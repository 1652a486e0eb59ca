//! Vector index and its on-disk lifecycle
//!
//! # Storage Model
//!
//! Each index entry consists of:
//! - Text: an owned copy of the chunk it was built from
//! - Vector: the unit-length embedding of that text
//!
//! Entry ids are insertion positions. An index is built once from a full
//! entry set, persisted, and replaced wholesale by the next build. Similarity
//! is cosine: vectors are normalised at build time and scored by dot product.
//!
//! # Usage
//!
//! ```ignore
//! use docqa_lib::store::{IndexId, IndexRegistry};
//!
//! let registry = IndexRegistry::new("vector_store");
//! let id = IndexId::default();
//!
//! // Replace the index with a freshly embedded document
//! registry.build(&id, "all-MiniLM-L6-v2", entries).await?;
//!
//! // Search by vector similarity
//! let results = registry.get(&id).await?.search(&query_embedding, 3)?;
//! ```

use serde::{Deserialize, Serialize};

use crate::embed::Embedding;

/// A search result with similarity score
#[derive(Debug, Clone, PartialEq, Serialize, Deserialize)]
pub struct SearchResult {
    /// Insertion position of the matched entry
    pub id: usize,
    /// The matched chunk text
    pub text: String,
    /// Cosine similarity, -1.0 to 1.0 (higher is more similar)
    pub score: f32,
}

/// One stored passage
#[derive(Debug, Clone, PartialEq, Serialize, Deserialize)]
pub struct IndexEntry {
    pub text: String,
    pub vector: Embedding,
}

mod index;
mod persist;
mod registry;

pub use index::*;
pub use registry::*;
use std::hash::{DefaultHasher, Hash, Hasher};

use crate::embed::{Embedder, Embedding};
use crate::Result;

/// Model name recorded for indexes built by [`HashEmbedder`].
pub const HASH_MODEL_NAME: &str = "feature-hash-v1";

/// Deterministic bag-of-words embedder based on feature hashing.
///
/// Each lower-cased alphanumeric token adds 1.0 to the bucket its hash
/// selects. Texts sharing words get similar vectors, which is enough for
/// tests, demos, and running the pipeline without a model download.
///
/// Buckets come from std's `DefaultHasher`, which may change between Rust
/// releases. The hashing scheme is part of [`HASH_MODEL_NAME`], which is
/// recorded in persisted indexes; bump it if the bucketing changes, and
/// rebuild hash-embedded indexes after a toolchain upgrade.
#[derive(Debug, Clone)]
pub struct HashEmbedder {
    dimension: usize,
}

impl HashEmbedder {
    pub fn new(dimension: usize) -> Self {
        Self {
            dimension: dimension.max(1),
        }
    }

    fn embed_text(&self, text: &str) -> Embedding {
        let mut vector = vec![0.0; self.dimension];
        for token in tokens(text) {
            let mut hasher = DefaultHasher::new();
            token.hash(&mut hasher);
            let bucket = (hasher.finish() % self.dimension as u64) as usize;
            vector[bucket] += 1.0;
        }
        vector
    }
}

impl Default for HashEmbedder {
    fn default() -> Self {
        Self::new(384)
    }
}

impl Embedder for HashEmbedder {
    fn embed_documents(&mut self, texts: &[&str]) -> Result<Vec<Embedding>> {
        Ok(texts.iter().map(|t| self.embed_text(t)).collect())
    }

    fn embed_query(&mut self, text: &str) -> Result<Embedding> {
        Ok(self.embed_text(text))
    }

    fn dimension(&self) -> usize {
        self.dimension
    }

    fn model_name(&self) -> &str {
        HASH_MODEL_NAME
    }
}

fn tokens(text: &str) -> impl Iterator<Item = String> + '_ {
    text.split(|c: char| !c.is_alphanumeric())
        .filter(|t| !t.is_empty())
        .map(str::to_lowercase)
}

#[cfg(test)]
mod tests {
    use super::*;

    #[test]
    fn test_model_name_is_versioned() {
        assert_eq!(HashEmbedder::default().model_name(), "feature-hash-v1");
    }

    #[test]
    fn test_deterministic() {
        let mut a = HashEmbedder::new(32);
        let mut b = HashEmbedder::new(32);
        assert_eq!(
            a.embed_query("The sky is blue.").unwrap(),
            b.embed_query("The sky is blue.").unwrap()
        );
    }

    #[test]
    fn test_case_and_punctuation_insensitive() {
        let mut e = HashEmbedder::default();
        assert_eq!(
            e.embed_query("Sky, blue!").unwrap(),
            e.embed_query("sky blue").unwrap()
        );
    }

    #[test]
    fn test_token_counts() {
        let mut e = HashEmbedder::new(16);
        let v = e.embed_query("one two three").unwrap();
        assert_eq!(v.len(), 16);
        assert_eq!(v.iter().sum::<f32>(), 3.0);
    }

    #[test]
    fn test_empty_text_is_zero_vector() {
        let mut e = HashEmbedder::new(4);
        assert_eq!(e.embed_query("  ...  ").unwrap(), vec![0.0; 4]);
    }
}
_ _ _
* What to work on
Your answer should consist of every record, restated exactly.

* Your response
repository 1652a486e0eb59ca
//! Vector index and its on-disk lifecycle
//!
//! # Storage Model
//!
//! Each index entry consists of:
//! - Text: an owned copy of the chunk it was built from
//! - Vector: the unit-length embedding of that text
//!
//! Entry ids are insertion positions. An index is built once from a full
//! entry set, persisted, and replaced wholesale by the next build. Similarity
//! is cosine: vectors are normalised at build time and scored by dot product.
//!
//! # Usage
//!
//! ```ignore
//! use docqa_lib::store::{IndexId, IndexRegistry};
//!
//! let registry = IndexRegistry::new("vector_store");
//! let id = IndexId::default();
//!
//! // Replace the index with a freshly embedded document
//! registry.build(&id, "all-MiniLM-L6-v2", entries).await?;
//!
//! // Search by vector similarity
//! let results = registry.get(&id).await?.search(&query_embedding, 3)?;
//! ```

use serde::{Deserialize, Serialize};

use crate::embed::Embedding;

/// A search result with similarity score
#[derive(Debug, Clone, PartialEq, Serialize, Deserialize)]
pub struct SearchResult {
    /// Insertion position of the matched entry
    pub id: usize,
    /// The matched chunk text
    pub text: String,
    /// Cosine similarity, -1.0 to 1.0 (higher is more similar)
    pub score: f32,
}

/// One stored passage
#[derive(Debug, Clone, PartialEq, Serialize, Deserialize)]
pub struct IndexEntry {
    pub text: String,
    pub vector: Embedding,
}

mod index;
mod persist;
mod registry;

pub use index::*;
pub use registry::*;
use std::hash::{DefaultHasher, Hash, Hasher};

use crate::embed::{Embedder, Embedding};
use crate::Result;

/// Model name recorded for indexes built by [`HashEmbedder`].
pub const HASH_MODEL_NAME: &str = "feature-hash-v1";

/// Deterministic bag-of-words embedder based on feature hashing.
///
/// Each lower-cased alphanumeric token adds 1.0 to the bucket its hash
/// selects. Texts sharing words get similar vectors, which is enough for
/// tests, demos, and running the pipeline without a model download.
///
/// Buckets come from std's `DefaultHasher`, which may change between Rust
/// releases. The hashing scheme is part of [`HASH_MODEL_NAME`], which is
/// recorded in persisted indexes; bump it if the bucketing changes, and
/// rebuild hash-embedded indexes after a toolchain upgrade.
#[derive(Debug, Clone)]
pub struct HashEmbedder {
    dimension: usize,
}

impl HashEmbedder {
    pub fn new(dimension: usize) -> Self {
        Self {
            dimension: dimension.max(1),
        }
    }

    fn embed_text(&self, text: &str) -> Embedding {
        let mut vector = vec![0.0; self.dimension];
        for token in tokens(text) {
            let mut hasher = DefaultHasher::new();
            token.hash(&mut hasher);
            let bucket = (hasher.finish() % self.dimension as u64) as usize;
            vector[bucket] += 1.0;
        }
        vector
    }
}

impl Default for HashEmbedder {
    fn default() -> Self {
        Self::new(384)
    }
}

impl Embedder for HashEmbedder {
    fn embed_documents(&mut self, texts: &[&str]) -> Result<Vec<Embedding>> {
        Ok(texts.iter().map(|t| self.embed_text(t)).collect())
    }

    fn embed_query(&mut self, text: &str) -> Result<Embedding> {
        Ok(self.embed_text(text))
    }

    fn dimension(&self) -> usize {
        self.dimension
    }

    fn model_name(&self) -> &str {
        HASH_MODEL_NAME
    }
}

fn tokens(text: &str) -> impl Iterator<Item = String> + '_ {
    text.split(|c: char| !c.is_alphanumeric())
        .filter(|t| !t.is_empty())
        .map(str::to_lowercase)
}

#[cfg(test)]
mod tests {
    use super::*;

    #[test]
    fn test_model_name_is_versioned() {
        assert_eq!(HashEmbedder::default().model_name(), "feature-hash-v1");
    }

    #[test]
    fn test_deterministic() {
        let mut a = HashEmbedder::new(32);
        let mut b = HashEmbedder::new(32);
        assert_eq!(
            a.embed_query("The sky is blue.").unwrap(),
            b.embed_query("The sky is blue.").unwrap()
        );
    }

    #[test]
    fn test_case_and_punctuation_insensitive() {
        let mut e = HashEmbedder::default();
        assert_eq!(
            e.embed_query("Sky, blue!").unwrap(),
            e.embed_query("sky blue").unwrap()
        );
    }

    #[test]
    fn test_token_counts() {
        let mut e = HashEmbedder::new(16);
        let v = e.embed_query("one two three").unwrap();
        assert_eq!(v.len(), 16);
        assert_eq!(v.iter().sum::<f32>(), 3.0);
    }

    #[test]
    fn test_empty_text_is_zero_vector() {
        let mut e = HashEmbedder::new(4);
        assert_eq!(e.embed_query("  ...  ").unwrap(), vec![0.0; 4]);
    }
}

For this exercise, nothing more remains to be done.